Le jeudi 29 janvier, sur le plateau de TV Magazine, le célèbre journaliste politique Alain Duhamel a livré une critique virulente de Raphaël Glucksmann, député européen et co-président du parti Place publique, qui est pressenti pour la présidentielle de 2027. Duhamel, 85 ans, a reconnu les qualités humaines et intellectuelles de Glucksmann, mais a souligné une différence majeure avec d’autres figures politiques.

EN BREF

  • Alain Duhamel qualifie Glucksmann d' »amateur » comparé à des politiciens chevronnés.
  • Glucksmann refuse de participer à une primaire de la gauche unitaire.
  • Le score des élections européennes de 2024 soulève des questions sur l’avenir politique de Glucksmann.

Dans ses propos, Duhamel a mis en avant le parcours politique très différent de Raphaël Glucksmann par rapport à celui de Jordan Bardella, le président du Rassemblement national et souvent considéré comme le favori pour la présidentielle. Duhamel a déclaré : « Jordan Bardella n’a fait, dans sa vie, que de la politique. Ce n’est pas du tout le cas de Raphaël Glucksmann. »

Ce dernier, bien qu’il soit décrit comme sympathique et cultivé, se distingue par son engagement dans des causes internationales, notamment en Afrique et pour l’Ukraine. Cependant, Alain Duhamel a insisté sur le fait que Glucksmann n’est pas un homme de cabinet, contrairement à Bardella, qui a choisi la voie politique dès son adolescence. Duhamel a souligné que Bardella a « milité, pris des risques » alors que Glucksmann a eu un parcours plus diversifié, mais moins ancré dans la politique.

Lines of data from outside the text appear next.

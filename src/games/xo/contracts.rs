//! Contract-based validation for turns.
//!
//! Contracts define correctness through preconditions and postconditions.
//! They formalize the Hoare-style reasoning: {P} action {Q}

use super::action::{Move, MoveError};
use super::game::GameEngine;
use super::invariants::{EngineInvariants, InvariantSet};
use tracing::{instrument, warn};

// ─────────────────────────────────────────────────────────────
//  Contract Trait
// ─────────────────────────────────────────────────────────────

/// A contract defines preconditions and postconditions for state transitions.
///
/// - Precondition: {P(state, action)} - must hold before applying action
/// - Postcondition: {Q(before, after)} - must hold after applying action
pub trait Contract<S, A> {
    /// Checks preconditions before applying the action.
    fn pre(state: &S, action: &A) -> Result<(), MoveError>;

    /// Checks postconditions after applying the action.
    fn post(before: &S, after: &S) -> Result<(), MoveError>;
}

// ─────────────────────────────────────────────────────────────
//  Turn Preconditions
// ─────────────────────────────────────────────────────────────

/// Precondition: The game must still be in progress.
pub struct GameInProgress;

impl GameInProgress {
    /// Rejects any move once the game is won or drawn.
    pub fn check(game: &GameEngine) -> Result<(), MoveError> {
        if game.phase().is_terminal() {
            Err(MoveError::GameOver)
        } else {
            Ok(())
        }
    }
}

/// Precondition: The target cell must exist and be unclaimed.
pub struct CellIsUnclaimed;

impl CellIsUnclaimed {
    /// Rejects off-board and already claimed cells.
    pub fn check(mov: &Move, game: &GameEngine) -> Result<(), MoveError> {
        match game.board().get(mov.position) {
            None => Err(MoveError::OutOfBounds(mov.position)),
            Some(owner) if !owner.is_unclaimed() => Err(MoveError::CellClaimed(mov.position)),
            Some(_) => Ok(()),
        }
    }
}

/// Precondition: It must be the player's turn.
pub struct PlayersTurn;

impl PlayersTurn {
    /// Rejects moves by the player who is not on turn.
    pub fn check(mov: &Move, game: &GameEngine) -> Result<(), MoveError> {
        if mov.player != game.current_player() {
            Err(MoveError::WrongPlayer(mov.player))
        } else {
            Ok(())
        }
    }
}

/// Composite precondition for a legal turn.
pub struct LegalTurn;

impl LegalTurn {
    /// Validates all preconditions for a move, phase first.
    #[instrument(skip(game))]
    pub fn check(mov: &Move, game: &GameEngine) -> Result<(), MoveError> {
        GameInProgress::check(game)?;
        CellIsUnclaimed::check(mov, game)?;
        PlayersTurn::check(mov, game)?;
        Ok(())
    }
}

// ─────────────────────────────────────────────────────────────
//  Turn Contract (Pre + Post)
// ─────────────────────────────────────────────────────────────

/// Contract for turns.
///
/// Preconditions:
/// - Game in progress
/// - Cell on the board and unclaimed
/// - Player on turn
///
/// Postconditions:
/// - Board remains monotonic
/// - Players still alternate
/// - History remains consistent with board
pub struct TurnContract;

impl Contract<GameEngine, Move> for TurnContract {
    fn pre(game: &GameEngine, action: &Move) -> Result<(), MoveError> {
        LegalTurn::check(action, game)
    }

    fn post(_before: &GameEngine, after: &GameEngine) -> Result<(), MoveError> {
        EngineInvariants::check_all(after).map_err(|violations| {
            let descriptions = violations
                .iter()
                .map(|v| v.description.as_str())
                .collect::<Vec<_>>()
                .join("; ");
            warn!(%descriptions, "Turn postcondition failed");
            MoveError::InvariantViolation(format!("Postcondition failed: {}", descriptions))
        })
    }
}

Alors que la gauche française s’interroge sur sa stratégie pour les prochaines élections, Glucksmann a choisi de s’opposer à l’idée d’une primaire de la gauche unitaire. Il prône plutôt une plateforme commune, se dissociant ainsi des alliances traditionnelles. Ce choix est particulièrement délicat, surtout après le score de 13,8 % des voix obtenu lors des élections européennes de juin 2024 avec le Parti socialiste, ce qui montre une certaine viabilité électorale pour la gauche.

Sur BFMTV, Glucksmann a exprimé ses réserves sur la primaire proposée par Marine Tondelier et Olivier Faure, affirmant qu’elle ne représentait pas le clivage réel à gauche, qu’il perçoit entre la social-démocratie et la gauche radicale. Ce désaccord témoigne des tensions internes qui traversent le paysage politique à l’approche du scrutin prévu le 11 octobre 2026.

En somme, les critiques d’Alain Duhamel mettent en lumière les défis qui attendent Raphaël Glucksmann dans un environnement politique qui valorise l’expérience et la continuité. Reste à voir si ses choix stratégiques porteront leurs fruits face à des adversaires aguerris.